• **Exercise requirements**
The answer must consist of every line in the records below that contains the string "super".

• **Material for this exercise**
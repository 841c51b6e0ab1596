use std::sync::Arc;
use std::time::Duration;

use chrono::{DateTime, Utc};
use serde::{Deserialize, Serialize};
use tokio::sync::{watch, Mutex, RwLock};
use tokio::time::MissedTickBehavior;
use tracing::{debug, error, info};

use crate::pipeline::{Pipeline, RunReport};
use crate::Result;

/// Outcome of the most recent completed run
#[derive(Debug, Clone, Serialize, Deserialize)]
pub struct LastRun {
    pub finished_at: DateTime<Utc>,
    pub report: RunReport,
}

/// Drives the pipeline once at startup and then on a fixed interval.
///
/// Runs never overlap: scheduled and manual runs share one lock, so a run
/// requested while another is in flight waits for it to finish.
pub struct SchedulerService {
    pipeline: Arc<Pipeline>,
    interval: Duration,
    run_lock: Mutex<()>,
    last_run: RwLock<Option<LastRun>>,
}

impl SchedulerService {
    pub fn new(pipeline: Arc<Pipeline>, interval: Duration) -> Self {
        Self {
            pipeline,
            interval,
            run_lock: Mutex::new(()),
            last_run: RwLock::new(None),
        }
    }

    /// Run until the shutdown signal flips to true
    pub async fn run(self: Arc<Self>, mut shutdown: watch::Receiver<bool>) {
        if self.interval.is_zero() {
            info!("Periodic refresh disabled (refresh_interval_secs = 0), running once");
            if let Err(e) = self.run_now().await {
                error!("Startup run failed: {}", e);
            }
            while !*shutdown.borrow() {
                if shutdown.changed().await.is_err() {
                    break;
                }
            }
            info!("Scheduler stopped");
            return;
        }

        info!("Scheduler started: interval={}s", self.interval.as_secs());

        // First tick completes immediately, giving the startup run
        let mut ticker = tokio::time::interval(self.interval);
        ticker.set_missed_tick_behavior(MissedTickBehavior::Delay);

        loop {
            tokio::select! {
                result = shutdown.changed() => {
                    if result.is_err() || *shutdown.borrow() {
                        info!("Scheduler received shutdown signal");
                        break;
                    }
                }

                _ = ticker.tick() => {
                    debug!("Running scheduled ingestion");
                    if let Err(e) = self.run_now().await {
                        error!("Scheduled run failed: {}", e);
                    }
                }
            }
        }

        info!("Scheduler stopped");
    }

    /// Run the pipeline now, waiting for any run in progress
    pub async fn run_now(&self) -> Result<RunReport> {
        let _guard = self.run_lock.lock().await;
        let report = self.pipeline.run().await?;

        *self.last_run.write().await = Some(LastRun {
            finished_at: Utc::now(),
            report,
        });
        Ok(report)
    }

    pub async fn last_run(&self) -> Option<LastRun> {
        self.last_run.read().await.clone()
    }

    pub fn interval(&self) -> Duration {
        self.interval
    }
}

#[cfg(test)]
mod tests {
    use super::*;
    use crate::feed::{FeedItem, NewSource};
    use crate::pipeline::testing::StaticFeeds;
    use crate::publisher::testing::RecordingGateway;
    use crate::publisher::Publisher;
    use crate::render::MESSAGE_BUDGET;
    use crate::storage::{Database, SourceRepository};

    async fn scheduler(interval: Duration) -> (Arc<SchedulerService>, Arc<StaticFeeds>, Database) {
        let db = Database::new_in_memory().await.unwrap();
        let feeds = Arc::new(StaticFeeds::default());
        let publisher = Arc::new(Publisher::new(Arc::new(RecordingGateway::default()), MESSAGE_BUDGET));
        let pipeline = Arc::new(Pipeline::new(db.clone(), feeds.clone(), publisher, 1));
        (Arc::new(SchedulerService::new(pipeline, interval)), feeds, db)
    }

    async fn wait_for_run(service: &SchedulerService, after: Option<DateTime<Utc>>) -> LastRun {
        tokio::time::timeout(Duration::from_secs(5), async {
            loop {
                if let Some(last) = service.last_run().await {
                    if after.map_or(true, |t| last.finished_at > t) {
                        return last;
                    }
                }
                tokio::time::sleep(Duration::from_millis(10)).await;
            }
        })
        .await
        .expect("scheduled run")
    }

    #[tokio::test]
    async fn test_runs_at_startup_then_on_interval() {
        let (service, feeds, db) = scheduler(Duration::from_millis(200)).await;
        SourceRepository::new(&db)
            .add_source(
                &NewSource {
                    url: "https://a.example/rss".to_string(),
                    name: "A".to_string(),
                    cursor: DateTime::<Utc>::default(),
                },
                "chan",
            )
            .await
            .unwrap();
        feeds.set(
            "https://a.example/rss",
            None,
            vec![FeedItem {
                published_at: DateTime::<Utc>::from_timestamp(10, 0).unwrap(),
                title: "hello".to_string(),
                link: "https://a.example/hello".to_string(),
                summary: "world".to_string(),
                author: None,
                image_url: None,
            }],
        );

        let (shutdown_tx, shutdown_rx) = watch::channel(false);
        let handle = tokio::spawn(service.clone().run(shutdown_rx));

        let first = wait_for_run(&service, None).await;
        assert_eq!(first.report.delivered, 1);

        let second = wait_for_run(&service, Some(first.finished_at)).await;
        assert_eq!(second.report.delivered, 0);

        shutdown_tx.send(true).unwrap();
        handle.await.unwrap();
    }

    #[tokio::test]
    async fn test_zero_interval_runs_once_then_waits_for_shutdown() {
        let (service, _, _) = scheduler(Duration::ZERO).await;
        let (shutdown_tx, shutdown_rx) = watch::channel(false);
        let handle = tokio::spawn(service.clone().run(shutdown_rx));

        let startup = wait_for_run(&service, None).await;
        tokio::time::sleep(Duration::from_millis(300)).await;
        let last = service.last_run().await.unwrap();
        assert_eq!(last.finished_at, startup.finished_at);
        assert!(!handle.is_finished());

        shutdown_tx.send(true).unwrap();
        tokio::time::timeout(Duration::from_secs(1), handle)
            .await
            .unwrap()
            .unwrap();
    }
}
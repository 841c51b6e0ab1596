//! Per-user interactive procedures: add sources, add filters, delete

mod actions;
mod manager;
mod state;
mod store;

pub use actions::UNTITLED_SOURCE;
pub use manager::{SessionManager, SessionReply};
pub use state::{
    transition, Collected, DeleteTarget, Effect, Interaction, Outcome, PendingAction,
    SessionEvent, SessionState, SourceCandidate, UserId,
};
pub use store::{Session, SessionStore, SessionView};
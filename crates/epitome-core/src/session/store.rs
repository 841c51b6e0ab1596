use std::collections::HashMap;
use std::sync::Arc;

use serde::{Deserialize, Serialize};
use tokio::sync::{Mutex, MutexGuard};
use tokio::task::JoinHandle;
use tokio::time::Instant;
use uuid::Uuid;

use super::state::{SessionState, UserId};
use crate::feed::DestinationId;

/// One user's live procedure
#[derive(Debug)]
pub struct Session {
    pub id: Uuid,
    pub user_id: UserId,
    pub destination_id: DestinationId,
    pub command: &'static str,
    pub state: SessionState,
    /// Set while the session waits on the user
    pub expires_at: Option<Instant>,
    timer: Option<JoinHandle<()>>,
}

impl Session {
    pub fn new(user_id: &str, destination_id: &str, command: &'static str) -> Self {
        Self {
            id: Uuid::new_v4(),
            user_id: user_id.to_string(),
            destination_id: destination_id.to_string(),
            command,
            state: SessionState::Collecting,
            expires_at: None,
            timer: None,
        }
    }

    /// Replace the pending timeout
    pub fn arm(&mut self, deadline: Instant, timer: JoinHandle<()>) {
        self.disarm();
        self.expires_at = Some(deadline);
        self.timer = Some(timer);
    }

    /// Cancel the pending timeout, if any
    pub fn disarm(&mut self) {
        if let Some(timer) = self.timer.take() {
            timer.abort();
        }
        self.expires_at = None;
    }

    /// Forget the timer without aborting it; used by the timer task itself
    pub(crate) fn release_timer(&mut self) {
        self.timer.take();
        self.expires_at = None;
    }

    pub fn view(&self) -> SessionView {
        SessionView {
            id: self.id,
            user_id: self.user_id.clone(),
            destination_id: self.destination_id.clone(),
            command: self.command.to_string(),
            state: self.state.name().to_string(),
        }
    }
}

impl Drop for Session {
    fn drop(&mut self) {
        self.disarm();
    }
}

/// Serializable snapshot of a session
#[derive(Debug, Clone, PartialEq, Eq, Serialize, Deserialize)]
pub struct SessionView {
    pub id: Uuid,
    pub user_id: UserId,
    pub destination_id: DestinationId,
    pub command: String,
    pub state: String,
}

/// Process-wide session table, at most one session per user
#[derive(Clone, Default)]
pub struct SessionStore {
    sessions: Arc<Mutex<HashMap<UserId, Session>>>,
}

impl SessionStore {
    pub fn new() -> Self {
        Self::default()
    }

    pub async fn lock(&self) -> MutexGuard<'_, HashMap<UserId, Session>> {
        self.sessions.lock().await
    }

    pub async fn get(&self, user_id: &str) -> Option<SessionView> {
        self.sessions.lock().await.get(user_id).map(Session::view)
    }

    pub async fn list(&self) -> Vec<SessionView> {
        let sessions = self.sessions.lock().await;
        let mut views: Vec<SessionView> = sessions.values().map(Session::view).collect();
        views.sort_by(|a, b| a.user_id.cmp(&b.user_id));
        views
    }

    pub async fn len(&self) -> usize {
        self.sessions.lock().await.len()
    }

    pub async fn is_empty(&self) -> bool {
        self.sessions.lock().await.is_empty()
    }
}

• **Written response**
    use super::*;
use super::state::{SessionState, UserId};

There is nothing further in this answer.